**REQUIRED ACTION:**
Records follow. Copy every line with "ArrowLeft".

━━ LISTED RECORDS ━━

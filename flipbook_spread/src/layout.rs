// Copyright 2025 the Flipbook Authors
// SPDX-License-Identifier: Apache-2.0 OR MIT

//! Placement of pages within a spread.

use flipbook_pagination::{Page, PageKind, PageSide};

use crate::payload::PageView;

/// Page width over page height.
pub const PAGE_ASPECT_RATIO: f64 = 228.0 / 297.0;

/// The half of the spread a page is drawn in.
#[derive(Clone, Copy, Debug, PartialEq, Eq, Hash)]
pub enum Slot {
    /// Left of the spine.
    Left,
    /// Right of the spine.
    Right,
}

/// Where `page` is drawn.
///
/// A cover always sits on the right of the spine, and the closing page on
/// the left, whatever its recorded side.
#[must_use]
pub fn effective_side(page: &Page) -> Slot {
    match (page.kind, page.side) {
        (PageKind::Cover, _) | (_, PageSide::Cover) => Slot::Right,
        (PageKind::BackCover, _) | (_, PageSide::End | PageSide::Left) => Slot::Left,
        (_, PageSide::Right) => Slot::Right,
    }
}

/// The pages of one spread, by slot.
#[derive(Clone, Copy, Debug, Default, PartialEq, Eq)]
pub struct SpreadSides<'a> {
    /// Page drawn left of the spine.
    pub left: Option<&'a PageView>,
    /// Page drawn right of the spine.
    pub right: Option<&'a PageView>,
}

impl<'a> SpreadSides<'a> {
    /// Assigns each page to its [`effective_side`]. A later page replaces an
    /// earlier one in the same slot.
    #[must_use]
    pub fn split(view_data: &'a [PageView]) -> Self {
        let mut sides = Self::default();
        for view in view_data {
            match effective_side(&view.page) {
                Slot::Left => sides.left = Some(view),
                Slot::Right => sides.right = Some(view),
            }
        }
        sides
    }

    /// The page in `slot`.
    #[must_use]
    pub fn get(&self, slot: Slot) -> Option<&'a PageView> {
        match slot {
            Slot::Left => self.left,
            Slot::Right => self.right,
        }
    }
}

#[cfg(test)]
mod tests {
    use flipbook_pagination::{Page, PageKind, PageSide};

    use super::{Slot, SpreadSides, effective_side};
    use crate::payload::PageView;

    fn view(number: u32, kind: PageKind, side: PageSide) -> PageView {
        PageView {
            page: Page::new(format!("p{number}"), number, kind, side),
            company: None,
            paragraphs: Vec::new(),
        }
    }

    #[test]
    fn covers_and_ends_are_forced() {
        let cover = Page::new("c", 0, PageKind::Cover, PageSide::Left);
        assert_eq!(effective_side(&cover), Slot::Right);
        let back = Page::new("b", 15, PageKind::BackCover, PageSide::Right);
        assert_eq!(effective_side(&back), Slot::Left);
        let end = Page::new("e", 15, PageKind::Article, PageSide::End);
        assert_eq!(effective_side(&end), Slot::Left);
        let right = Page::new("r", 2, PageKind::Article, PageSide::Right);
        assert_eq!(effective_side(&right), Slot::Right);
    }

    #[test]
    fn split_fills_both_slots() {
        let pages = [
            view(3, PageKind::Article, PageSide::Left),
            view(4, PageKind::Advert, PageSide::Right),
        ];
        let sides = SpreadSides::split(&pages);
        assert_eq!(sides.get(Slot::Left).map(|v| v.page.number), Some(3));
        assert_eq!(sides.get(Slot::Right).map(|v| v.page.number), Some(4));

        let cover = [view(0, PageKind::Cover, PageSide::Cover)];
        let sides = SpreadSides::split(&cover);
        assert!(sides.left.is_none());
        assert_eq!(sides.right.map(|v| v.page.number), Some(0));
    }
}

━━━
━━ LISTED RECORDS ━━

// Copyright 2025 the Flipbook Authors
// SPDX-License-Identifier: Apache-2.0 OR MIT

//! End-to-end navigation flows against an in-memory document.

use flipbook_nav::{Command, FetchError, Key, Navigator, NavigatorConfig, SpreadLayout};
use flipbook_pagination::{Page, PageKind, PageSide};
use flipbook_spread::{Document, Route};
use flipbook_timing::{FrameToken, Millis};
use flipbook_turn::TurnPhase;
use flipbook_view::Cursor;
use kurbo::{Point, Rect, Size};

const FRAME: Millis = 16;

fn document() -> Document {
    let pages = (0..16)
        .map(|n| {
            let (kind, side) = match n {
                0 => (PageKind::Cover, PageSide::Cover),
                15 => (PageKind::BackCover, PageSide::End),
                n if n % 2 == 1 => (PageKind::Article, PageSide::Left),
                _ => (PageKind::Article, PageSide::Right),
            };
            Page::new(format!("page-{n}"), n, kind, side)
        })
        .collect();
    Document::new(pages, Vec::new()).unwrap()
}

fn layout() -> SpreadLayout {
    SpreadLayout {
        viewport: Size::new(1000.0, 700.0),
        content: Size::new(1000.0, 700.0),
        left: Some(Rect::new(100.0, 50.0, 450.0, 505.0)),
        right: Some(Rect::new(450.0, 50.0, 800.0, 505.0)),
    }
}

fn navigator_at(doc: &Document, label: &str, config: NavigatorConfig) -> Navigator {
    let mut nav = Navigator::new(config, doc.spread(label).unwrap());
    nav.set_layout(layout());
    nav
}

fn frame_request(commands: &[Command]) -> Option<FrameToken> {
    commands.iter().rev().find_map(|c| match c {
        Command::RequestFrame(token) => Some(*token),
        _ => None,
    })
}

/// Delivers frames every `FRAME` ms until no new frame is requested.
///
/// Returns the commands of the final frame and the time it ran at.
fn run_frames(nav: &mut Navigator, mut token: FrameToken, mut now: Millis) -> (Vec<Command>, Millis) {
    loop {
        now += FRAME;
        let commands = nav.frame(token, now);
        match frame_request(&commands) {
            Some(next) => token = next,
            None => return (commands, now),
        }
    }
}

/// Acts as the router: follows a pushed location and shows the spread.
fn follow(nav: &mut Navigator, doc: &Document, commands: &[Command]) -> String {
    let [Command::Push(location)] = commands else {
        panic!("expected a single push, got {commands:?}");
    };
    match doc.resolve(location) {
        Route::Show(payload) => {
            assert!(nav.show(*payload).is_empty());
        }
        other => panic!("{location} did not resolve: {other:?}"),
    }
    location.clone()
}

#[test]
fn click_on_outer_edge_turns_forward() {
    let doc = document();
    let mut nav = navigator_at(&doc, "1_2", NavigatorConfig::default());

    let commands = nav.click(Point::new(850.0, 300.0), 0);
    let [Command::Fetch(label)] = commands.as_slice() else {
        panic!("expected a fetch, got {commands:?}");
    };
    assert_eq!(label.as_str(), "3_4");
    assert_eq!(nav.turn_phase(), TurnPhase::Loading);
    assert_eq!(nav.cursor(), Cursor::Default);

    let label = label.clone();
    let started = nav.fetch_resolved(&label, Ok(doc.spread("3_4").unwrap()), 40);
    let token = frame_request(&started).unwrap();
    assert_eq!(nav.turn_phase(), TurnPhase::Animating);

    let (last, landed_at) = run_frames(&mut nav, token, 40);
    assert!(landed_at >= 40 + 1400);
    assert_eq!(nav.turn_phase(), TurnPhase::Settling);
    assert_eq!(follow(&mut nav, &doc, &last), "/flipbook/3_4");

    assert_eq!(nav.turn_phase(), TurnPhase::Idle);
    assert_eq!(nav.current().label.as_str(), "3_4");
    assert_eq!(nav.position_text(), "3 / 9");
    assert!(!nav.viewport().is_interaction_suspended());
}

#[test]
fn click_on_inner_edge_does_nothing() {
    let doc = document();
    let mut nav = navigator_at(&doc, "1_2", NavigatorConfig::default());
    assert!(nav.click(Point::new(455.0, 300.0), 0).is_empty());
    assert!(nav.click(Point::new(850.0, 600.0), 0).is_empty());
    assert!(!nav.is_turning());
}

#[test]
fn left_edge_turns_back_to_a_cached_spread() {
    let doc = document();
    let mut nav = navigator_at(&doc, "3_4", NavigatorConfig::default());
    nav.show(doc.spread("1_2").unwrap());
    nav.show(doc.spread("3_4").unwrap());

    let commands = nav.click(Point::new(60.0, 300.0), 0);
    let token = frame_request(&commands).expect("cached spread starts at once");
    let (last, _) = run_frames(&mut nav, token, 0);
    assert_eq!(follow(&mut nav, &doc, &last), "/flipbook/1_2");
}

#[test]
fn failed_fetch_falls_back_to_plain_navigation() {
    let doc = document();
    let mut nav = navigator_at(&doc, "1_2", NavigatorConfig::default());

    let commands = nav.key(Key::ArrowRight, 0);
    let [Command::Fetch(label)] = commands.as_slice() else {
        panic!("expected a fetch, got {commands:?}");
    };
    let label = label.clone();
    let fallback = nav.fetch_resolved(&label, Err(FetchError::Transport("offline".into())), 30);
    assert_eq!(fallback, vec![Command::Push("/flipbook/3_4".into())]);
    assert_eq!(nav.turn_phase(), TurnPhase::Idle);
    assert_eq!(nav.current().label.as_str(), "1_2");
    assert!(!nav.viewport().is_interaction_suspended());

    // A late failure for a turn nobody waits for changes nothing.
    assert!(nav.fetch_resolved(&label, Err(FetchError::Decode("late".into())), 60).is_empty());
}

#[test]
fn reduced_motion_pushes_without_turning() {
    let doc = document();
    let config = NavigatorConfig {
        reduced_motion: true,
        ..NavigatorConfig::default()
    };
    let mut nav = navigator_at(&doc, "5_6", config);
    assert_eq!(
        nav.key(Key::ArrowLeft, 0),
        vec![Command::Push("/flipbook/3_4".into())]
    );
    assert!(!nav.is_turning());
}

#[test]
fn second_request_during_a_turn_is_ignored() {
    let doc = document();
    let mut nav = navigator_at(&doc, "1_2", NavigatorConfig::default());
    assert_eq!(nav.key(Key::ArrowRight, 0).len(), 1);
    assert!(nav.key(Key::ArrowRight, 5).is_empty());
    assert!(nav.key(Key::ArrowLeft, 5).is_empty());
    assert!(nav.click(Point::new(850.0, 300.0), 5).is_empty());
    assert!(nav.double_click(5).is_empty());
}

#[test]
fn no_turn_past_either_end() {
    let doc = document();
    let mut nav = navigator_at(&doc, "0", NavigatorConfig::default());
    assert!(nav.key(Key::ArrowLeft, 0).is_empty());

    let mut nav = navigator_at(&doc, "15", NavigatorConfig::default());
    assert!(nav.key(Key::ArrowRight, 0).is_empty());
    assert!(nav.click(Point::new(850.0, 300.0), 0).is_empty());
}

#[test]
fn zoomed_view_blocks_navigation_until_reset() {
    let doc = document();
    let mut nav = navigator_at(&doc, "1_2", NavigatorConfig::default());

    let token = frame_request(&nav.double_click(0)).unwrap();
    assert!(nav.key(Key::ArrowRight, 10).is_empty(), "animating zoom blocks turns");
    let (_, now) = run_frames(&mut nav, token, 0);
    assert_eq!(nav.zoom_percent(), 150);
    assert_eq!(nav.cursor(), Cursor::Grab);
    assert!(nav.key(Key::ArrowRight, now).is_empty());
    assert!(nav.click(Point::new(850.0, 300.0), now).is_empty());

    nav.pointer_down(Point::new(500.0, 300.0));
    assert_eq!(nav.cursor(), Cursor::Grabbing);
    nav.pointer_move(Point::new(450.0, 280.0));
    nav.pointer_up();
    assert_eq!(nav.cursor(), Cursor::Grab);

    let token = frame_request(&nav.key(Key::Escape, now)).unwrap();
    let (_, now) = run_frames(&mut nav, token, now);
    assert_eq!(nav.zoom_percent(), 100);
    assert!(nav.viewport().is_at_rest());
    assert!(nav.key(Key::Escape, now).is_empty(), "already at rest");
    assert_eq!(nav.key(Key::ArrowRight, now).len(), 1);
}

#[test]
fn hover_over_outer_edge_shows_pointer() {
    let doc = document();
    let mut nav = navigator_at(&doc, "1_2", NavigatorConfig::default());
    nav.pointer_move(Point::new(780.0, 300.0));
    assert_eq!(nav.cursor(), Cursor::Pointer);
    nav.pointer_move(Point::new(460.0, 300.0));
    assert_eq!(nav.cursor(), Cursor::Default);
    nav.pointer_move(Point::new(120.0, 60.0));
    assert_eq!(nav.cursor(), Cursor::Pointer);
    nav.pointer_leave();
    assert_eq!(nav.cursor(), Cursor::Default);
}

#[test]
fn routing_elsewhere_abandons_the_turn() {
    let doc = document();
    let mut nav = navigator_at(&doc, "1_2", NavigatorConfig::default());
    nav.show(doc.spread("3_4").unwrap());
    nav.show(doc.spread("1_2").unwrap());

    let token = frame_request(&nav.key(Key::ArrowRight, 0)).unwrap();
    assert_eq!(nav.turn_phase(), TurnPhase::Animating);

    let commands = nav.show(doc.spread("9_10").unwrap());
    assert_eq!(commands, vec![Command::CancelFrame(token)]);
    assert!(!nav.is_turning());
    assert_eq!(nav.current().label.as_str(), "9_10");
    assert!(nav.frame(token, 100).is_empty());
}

━━━

**ANSWER FOR THE TASK:**
        nav.key(Key::ArrowLeft, 0),
    assert!(nav.key(Key::ArrowLeft, 5).is_empty());
    assert!(nav.key(Key::ArrowLeft, 0).is_empty());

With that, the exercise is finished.